= WORK TO COMPLETE =
In the material below, find every line containing the string "negate" and return it.

··········

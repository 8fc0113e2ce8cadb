//! Arithmetic, comparison and boolean opcodes.
//!
//! Integers are arbitrary-precision; DIV truncates toward zero and MOD
//! takes the sign of the dividend.

use super::{DecodedOp, OpArgs, OpOutput};
use crate::execution_context::ExecutionContext;
use crate::execution_engine::ExecutionEngine;
use crate::limits::MAX_SHIFT;
use crate::op_code::OpCode;
use crate::stack_item::StackItem;
use crate::{VmError, VmResult};
use num_bigint::BigInt;
use num_traits::{Signed, Zero};

pub(super) fn decode(op: OpCode) -> VmResult<DecodedOp> {
    Ok(match op {
        OpCode::INC => DecodedOp::simple(op, 1, 1, inc),
        OpCode::DEC => DecodedOp::simple(op, 1, 1, dec),
        OpCode::SIGN => DecodedOp::simple(op, 1, 1, sign),
        OpCode::NEGATE => DecodedOp::simple(op, 1, 1, negate),
        OpCode::ABS => DecodedOp::simple(op, 1, 1, abs),
        OpCode::NOT => DecodedOp::simple(op, 1, 1, not),
        OpCode::NZ => DecodedOp::simple(op, 1, 1, nz),
        OpCode::ADD => DecodedOp::simple(op, 2, 1, add),
        OpCode::SUB => DecodedOp::simple(op, 2, 1, sub),
        OpCode::MUL => DecodedOp::simple(op, 2, 1, mul),
        OpCode::DIV => DecodedOp::simple(op, 2, 1, div),
        OpCode::MOD => DecodedOp::simple(op, 2, 1, rem),
        OpCode::SHL => DecodedOp::simple(op, 2, 1, shl),
        OpCode::SHR => DecodedOp::simple(op, 2, 1, shr),
        OpCode::BOOLAND => DecodedOp::simple(op, 2, 1, bool_and),
        OpCode::BOOLOR => DecodedOp::simple(op, 2, 1, bool_or),
        OpCode::NUMEQUAL => DecodedOp::simple(op, 2, 1, num_equal),
        OpCode::NUMNOTEQUAL => DecodedOp::simple(op, 2, 1, num_not_equal),
        OpCode::LT => DecodedOp::simple(op, 2, 1, lt),
        OpCode::GT => DecodedOp::simple(op, 2, 1, gt),
        OpCode::LTE => DecodedOp::simple(op, 2, 1, lte),
        OpCode::GTE => DecodedOp::simple(op, 2, 1, gte),
        OpCode::MIN => DecodedOp::simple(op, 2, 1, min),
        OpCode::MAX => DecodedOp::simple(op, 2, 1, max),
        OpCode::WITHIN => DecodedOp::simple(op, 3, 1, within),
        other => {
            return Err(VmError::UnknownOpCode {
                opcode: other.as_byte(),
            })
        }
    })
}

fn unary(args: &OpArgs, op: impl FnOnce(BigInt) -> BigInt) -> VmResult<OpOutput> {
    let value = args.main[0].as_bigint()?;
    Ok(OpOutput::one(StackItem::Integer(op(value))))
}

/// Pops the two operands: the top of the stack is the right-hand side.
fn operands(args: &OpArgs) -> VmResult<(BigInt, BigInt)> {
    let b = args.main[0].as_bigint()?;
    let a = args.main[1].as_bigint()?;
    Ok((a, b))
}

fn binary(args: &OpArgs, op: impl FnOnce(BigInt, BigInt) -> BigInt) -> VmResult<OpOutput> {
    let (a, b) = operands(args)?;
    Ok(OpOutput::one(StackItem::Integer(op(a, b))))
}

fn compare(args: &OpArgs, op: impl FnOnce(&BigInt, &BigInt) -> bool) -> VmResult<OpOutput> {
    let (a, b) = operands(args)?;
    Ok(OpOutput::one(StackItem::Boolean(op(&a, &b))))
}

fn inc(_e: &mut ExecutionEngine, _c: &mut ExecutionContext, args: OpArgs) -> VmResult<OpOutput> {
    unary(&args, |n| n + 1)
}

fn dec(_e: &mut ExecutionEngine, _c: &mut ExecutionContext, args: OpArgs) -> VmResult<OpOutput> {
    unary(&args, |n| n - 1)
}

fn sign(_e: &mut ExecutionEngine, _c: &mut ExecutionContext, args: OpArgs) -> VmResult<OpOutput> {
    unary(&args, |n| n.signum())
}

fn negate(_e: &mut ExecutionEngine, _c: &mut ExecutionContext, args: OpArgs) -> VmResult<OpOutput> {
    unary(&args, |n| -n)
}

fn abs(_e: &mut ExecutionEngine, _c: &mut ExecutionContext, args: OpArgs) -> VmResult<OpOutput> {
    unary(&args, |n| n.abs())
}

fn not(_e: &mut ExecutionEngine, _c: &mut ExecutionContext, args: OpArgs) -> VmResult<OpOutput> {
    Ok(OpOutput::one(StackItem::Boolean(!args.main[0].as_bool()?)))
}

fn nz(_e: &mut ExecutionEngine, _c: &mut ExecutionContext, args: OpArgs) -> VmResult<OpOutput> {
    let value = args.main[0].as_bigint()?;
    Ok(OpOutput::one(StackItem::Boolean(!value.is_zero())))
}

fn add(_e: &mut ExecutionEngine, _c: &mut ExecutionContext, args: OpArgs) -> VmResult<OpOutput> {
    binary(&args, |a, b| a + b)
}

fn sub(_e: &mut ExecutionEngine, _c: &mut ExecutionContext, args: OpArgs) -> VmResult<OpOutput> {
    binary(&args, |a, b| a - b)
}

fn mul(_e: &mut ExecutionEngine, _c: &mut ExecutionContext, args: OpArgs) -> VmResult<OpOutput> {
    binary(&args, |a, b| a * b)
}

fn div(_e: &mut ExecutionEngine, _c: &mut ExecutionContext, args: OpArgs) -> VmResult<OpOutput> {
    let (a, b) = operands(&args)?;
    if b.is_zero() {
        return Err(VmError::DivisionByZero);
    }
    Ok(OpOutput::one(StackItem::Integer(a / b)))
}

fn rem(_e: &mut ExecutionEngine, _c: &mut ExecutionContext, args: OpArgs) -> VmResult<OpOutput> {
    let (a, b) = operands(&args)?;
    if b.is_zero() {
        return Err(VmError::DivisionByZero);
    }
    Ok(OpOutput::one(StackItem::Integer(a % b)))
}

fn shift_count(item: &StackItem) -> VmResult<i64> {
    let count = item.as_i64()?;
    if count > MAX_SHIFT || count < -MAX_SHIFT {
        return Err(VmError::invalid_arguments(
            "shift",
            format!("count {count} exceeds {MAX_SHIFT}"),
        ));
    }
    Ok(count)
}

fn shift_left(value: BigInt, count: i64) -> BigInt {
    if count >= 0 {
        value << (count as u64)
    } else {
        value >> ((-count) as u64)
    }
}

fn shl(_e: &mut ExecutionEngine, _c: &mut ExecutionContext, args: OpArgs) -> VmResult<OpOutput> {
    let count = shift_count(&args.main[0])?;
    let value = args.main[1].as_bigint()?;
    Ok(OpOutput::one(StackItem::Integer(shift_left(value, count))))
}

fn shr(_e: &mut ExecutionEngine, _c: &mut ExecutionContext, args: OpArgs) -> VmResult<OpOutput> {
    let count = shift_count(&args.main[0])?;
    let value = args.main[1].as_bigint()?;
    Ok(OpOutput::one(StackItem::Integer(shift_left(value, -count))))
}

fn bool_and(
    _e: &mut ExecutionEngine,
    _c: &mut ExecutionContext,
    args: OpArgs,
) -> VmResult<OpOutput> {
    let b = args.main[0].as_bool()?;
    let a = args.main[1].as_bool()?;
    Ok(OpOutput::one(StackItem::Boolean(a && b)))
}

fn bool_or(
    _e: &mut ExecutionEngine,
    _c: &mut ExecutionContext,
    args: OpArgs,
) -> VmResult<OpOutput> {
    let b = args.main[0].as_bool()?;
    let a = args.main[1].as_bool()?;
    Ok(OpOutput::one(StackItem::Boolean(a || b)))
}

fn num_equal(
    _e: &mut ExecutionEngine,
    _c: &mut ExecutionContext,
    args: OpArgs,
) -> VmResult<OpOutput> {
    compare(&args, |a, b| a == b)
}

fn num_not_equal(
    _e: &mut ExecutionEngine,
    _c: &mut ExecutionContext,
    args: OpArgs,
) -> VmResult<OpOutput> {
    compare(&args, |a, b| a != b)
}

fn lt(_e: &mut ExecutionEngine, _c: &mut ExecutionContext, args: OpArgs) -> VmResult<OpOutput> {
    compare(&args, |a, b| a < b)
}

fn gt(_e: &mut ExecutionEngine, _c: &mut ExecutionContext, args: OpArgs) -> VmResult<OpOutput> {
    compare(&args, |a, b| a > b)
}

fn lte(_e: &mut ExecutionEngine, _c: &mut ExecutionContext, args: OpArgs) -> VmResult<OpOutput> {
    compare(&args, |a, b| a <= b)
}

fn gte(_e: &mut ExecutionEngine, _c: &mut ExecutionContext, args: OpArgs) -> VmResult<OpOutput> {
    compare(&args, |a, b| a >= b)
}

fn min(_e: &mut ExecutionEngine, _c: &mut ExecutionContext, args: OpArgs) -> VmResult<OpOutput> {
    binary(&args, BigInt::min)
}

fn max(_e: &mut ExecutionEngine, _c: &mut ExecutionContext, args: OpArgs) -> VmResult<OpOutput> {
    binary(&args, BigInt::max)
}

fn within(_e: &mut ExecutionEngine, _c: &mut ExecutionContext, args: OpArgs) -> VmResult<OpOutput> {
    // x a b WITHIN pushes a <= x < b.
    let upper = args.main[0].as_bigint()?;
    let lower = args.main[1].as_bigint()?;
    let x = args.main[2].as_bigint()?;
    Ok(OpOutput::one(StackItem::Boolean(lower <= x && x < upper)))
}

··········

= RESULT FOR THIS TASK =
        OpCode::NEGATE => DecodedOp::simple(op, 1, 1, negate),
fn negate(_e: &mut ExecutionEngine, _c: &mut ExecutionContext, args: OpArgs) -> VmResult<OpOutput> {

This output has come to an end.